Check each line of the entries below for the string "async"; copy every line where it appears.
•••••
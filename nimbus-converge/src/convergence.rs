//! Wait for a node to reach a target status.

use std::sync::Arc;
use std::time::Duration;

use tokio::time::Instant;
use tracing::{debug, info, warn};

use crate::config::ConvergeConfig;
use crate::error::{ConvergeError, Result};
use crate::node::{NodeHandle, NodeStatus};
use crate::provider::NodeStatusSource;
use crate::retry::RetryablePredicate;

/// The status to wait for, plus the statuses that make waiting pointless.
#[derive(Debug, Clone, PartialEq, Eq)]
pub struct ConvergenceTarget {
    target: NodeStatus,
    disqualifying: Vec<NodeStatus>,
}

impl ConvergenceTarget {
    pub fn new(target: NodeStatus) -> Self {
        Self {
            target,
            disqualifying: Vec::new(),
        }
    }

    /// Fail at once if this status is observed.
    pub fn disqualify(mut self, status: NodeStatus) -> Self {
        if status != self.target && !self.disqualifying.contains(&status) {
            self.disqualifying.push(status);
        }
        self
    }

    /// RUNNING; TERMINATED and ERROR fail fast.
    pub fn running() -> Self {
        Self::new(NodeStatus::Running)
            .disqualify(NodeStatus::Terminated)
            .disqualify(NodeStatus::Error)
    }

    /// SUSPENDED; TERMINATED and ERROR fail fast.
    pub fn suspended() -> Self {
        Self::new(NodeStatus::Suspended)
            .disqualify(NodeStatus::Terminated)
            .disqualify(NodeStatus::Error)
    }

    pub fn terminated() -> Self {
        Self::new(NodeStatus::Terminated)
    }

    pub fn target(&self) -> NodeStatus {
        self.target
    }

    pub fn is_reached(&self, status: NodeStatus) -> bool {
        status == self.target
    }

    pub fn is_disqualified(&self, status: NodeStatus) -> bool {
        self.disqualifying.contains(&status)
    }
}

/// Polls a node through its provider until it converges on a [`ConvergenceTarget`].
///
/// Each tick refreshes the node and writes the new snapshot into the shared
/// handle before evaluating it, so other holders of the handle see every
/// observed state. One refresh is in flight at a time.
pub struct StatusConvergence<S> {
    source: Arc<S>,
    target: ConvergenceTarget,
    timeout: Duration,
    period: Duration,
}

impl<S: NodeStatusSource> StatusConvergence<S> {
    pub fn new(source: Arc<S>, target: ConvergenceTarget, config: &ConvergeConfig) -> Self {
        Self {
            source,
            target,
            timeout: config.node_running_timeout(),
            period: config.poll_period(),
        }
    }

    pub fn with_timeout(mut self, timeout: Duration) -> Self {
        self.timeout = timeout;
        self
    }

    pub fn with_period(mut self, period: Duration) -> Self {
        self.period = period;
        self
    }

    pub fn target(&self) -> &ConvergenceTarget {
        &self.target
    }

    /// Returns the same handle once its status matches the target.
    ///
    /// A handle that already matches returns without a remote call.
    pub async fn apply(&self, handle: &NodeHandle) -> Result<NodeHandle> {
        let start = Instant::now();
        let current = handle.status();
        if self.target.is_reached(current) {
            return Ok(handle.clone());
        }
        if self.target.is_disqualified(current) {
            return Err(self.disqualified(handle, current, start));
        }

        debug!(
            node_id = %handle.id(),
            target = %self.target.target,
            timeout_secs = self.timeout.as_secs(),
            "Waiting for node status"
        );

        let retry = RetryablePredicate::new(self.timeout, self.period);
        let reached = retry
            .apply::<_, _, ConvergeError>(move || async move {
                let Some(snapshot) = self.source.refresh_node(handle.id()).await? else {
                    warn!(node_id = %handle.id(), "Node disappeared while polling");
                    return Err(ConvergeError::ResourceDisappeared {
                        id: handle.id().to_string(),
                        target: self.target.target.to_string(),
                    });
                };

                let status = snapshot.status;
                handle.update(snapshot);
                debug!(node_id = %handle.id(), status = %status, "Polled node");

                if self.target.is_reached(status) {
                    return Ok(true);
                }
                if self.target.is_disqualified(status) {
                    return Err(self.disqualified(handle, status, start));
                }
                Ok(false)
            })
            .await?;

        if reached {
            info!(
                node_id = %handle.id(),
                status = %self.target.target,
                elapsed_secs = start.elapsed().as_secs(),
                "Node reached target status"
            );
            return Ok(handle.clone());
        }

        let last_status = handle.status();
        if self.target.is_disqualified(last_status) {
            return Err(self.disqualified(handle, last_status, start));
        }
        Err(ConvergeError::Timeout {
            id: handle.id().to_string(),
            target: self.target.target,
            max_wait_secs: self.timeout.as_secs(),
            last_status,
        })
    }

    fn disqualified(&self, handle: &NodeHandle, status: NodeStatus, start: Instant) -> ConvergeError {
        warn!(
            node_id = %handle.id(),
            status = %status,
            target = %self.target.target,
            "Node entered a disqualifying status"
        );
        ConvergeError::Disqualified {
            id: handle.id().to_string(),
            status,
            target: self.target.target,
            elapsed_secs: start.elapsed().as_secs(),
        }
    }
}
•••••
**Answer to the exercise**
    pub async fn apply(&self, handle: &NodeHandle) -> Result<NodeHandle> {
            .apply::<_, _, ConvergeError>(move || async move {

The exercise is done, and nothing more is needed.